Go through the entries and copy every line that has the string "serde" in it.

**Data to examine**
************

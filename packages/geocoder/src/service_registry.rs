//! Compile-time registry of geocoding service configurations.
//!
//! Each service is defined in a TOML file under `services/`. The registry
//! embeds these at compile time and exposes them via [`all_services`] and
//! [`service`].

use std::time::Duration;

use serde::Deserialize;

/// Environment variable overriding the Nominatim base URL.
pub const NOMINATIM_URL_ENV: &str = "SURPLUS_NOMINATIM_URL";

/// A geocoding service configuration loaded from TOML.
#[derive(Debug, Clone, Deserialize)]
#[serde(deny_unknown_fields)]
pub struct GeocodingService {
    /// Unique identifier (e.g., `"nominatim"`).
    pub id: String,
    /// Human-readable name.
    pub name: String,
    /// API base URL, without a trailing endpoint
    /// (e.g., `"https://nominatim.openstreetmap.org"`).
    pub base_url: String,
    /// Minimum delay between requests in milliseconds.
    pub rate_limit_ms: u64,
    /// Retries after the first attempt for transient failures.
    pub max_retries: u32,
    /// Fixed wait between retries.
    pub retry_wait_seconds: u64,
    /// Per-request timeout.
    #[serde(default = "default_timeout_seconds")]
    pub timeout_seconds: u64,
    /// Entries kept per lookup cache.
    #[serde(default = "default_cache_capacity")]
    pub cache_capacity: usize,
}

const fn default_timeout_seconds() -> u64 {
    30
}

const fn default_cache_capacity() -> usize {
    128
}

impl GeocodingService {
    #[must_use]
    pub const fn rate_limit(&self) -> Duration {
        Duration::from_millis(self.rate_limit_ms)
    }

    #[must_use]
    pub const fn retry_wait(&self) -> Duration {
        Duration::from_secs(self.retry_wait_seconds)
    }

    #[must_use]
    pub const fn timeout(&self) -> Duration {
        Duration::from_secs(self.timeout_seconds)
    }

    /// Replaces the base URL with `url` when it is set and non-empty.
    #[must_use]
    pub fn with_base_url_override(mut self, url: Option<String>) -> Self {
        if let Some(url) = url.filter(|url| !url.trim().is_empty()) {
            log::debug!("{}: base url overridden to {url}", self.id);
            self.base_url = url;
        }
        self
    }
}

// ── Compile-time embedded TOML files ────────────────────────────────

const SERVICE_TOMLS: &[(&str, &str)] = &[("nominatim", include_str!("../services/nominatim.toml"))];

#[cfg(test)]
const EXPECTED_SERVICE_COUNT: usize = 1;

/// Returns all geocoding service configurations.
///
/// # Panics
///
/// Panics if any TOML config is malformed (this is a compile-time guarantee
/// since the configs are embedded).
#[must_use]
pub fn all_services() -> Vec<GeocodingService> {
    SERVICE_TOMLS
        .iter()
        .map(|(name, toml_str)| {
            toml::de::from_str(toml_str)
                .unwrap_or_else(|e| panic!("Failed to parse geocoding service '{name}': {e}"))
        })
        .collect()
}

/// Returns the service with the given `id`.
#[must_use]
pub fn service(id: &str) -> Option<GeocodingService> {
    all_services().into_iter().find(|s| s.id == id)
}

/// Returns the Nominatim configuration with the environment override
/// applied.
///
/// # Panics
///
/// Panics if the embedded Nominatim config is missing.
#[must_use]
pub fn nominatim() -> GeocodingService {
    service("nominatim")
        .unwrap_or_else(|| panic!("Missing embedded 'nominatim' service"))
        .with_base_url_override(std::env::var(NOMINATIM_URL_ENV).ok())
}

************

**Exercise response**
use serde::Deserialize;
#[serde(deny_unknown_fields)]
    #[serde(default = "default_timeout_seconds")]
    #[serde(default = "default_cache_capacity")]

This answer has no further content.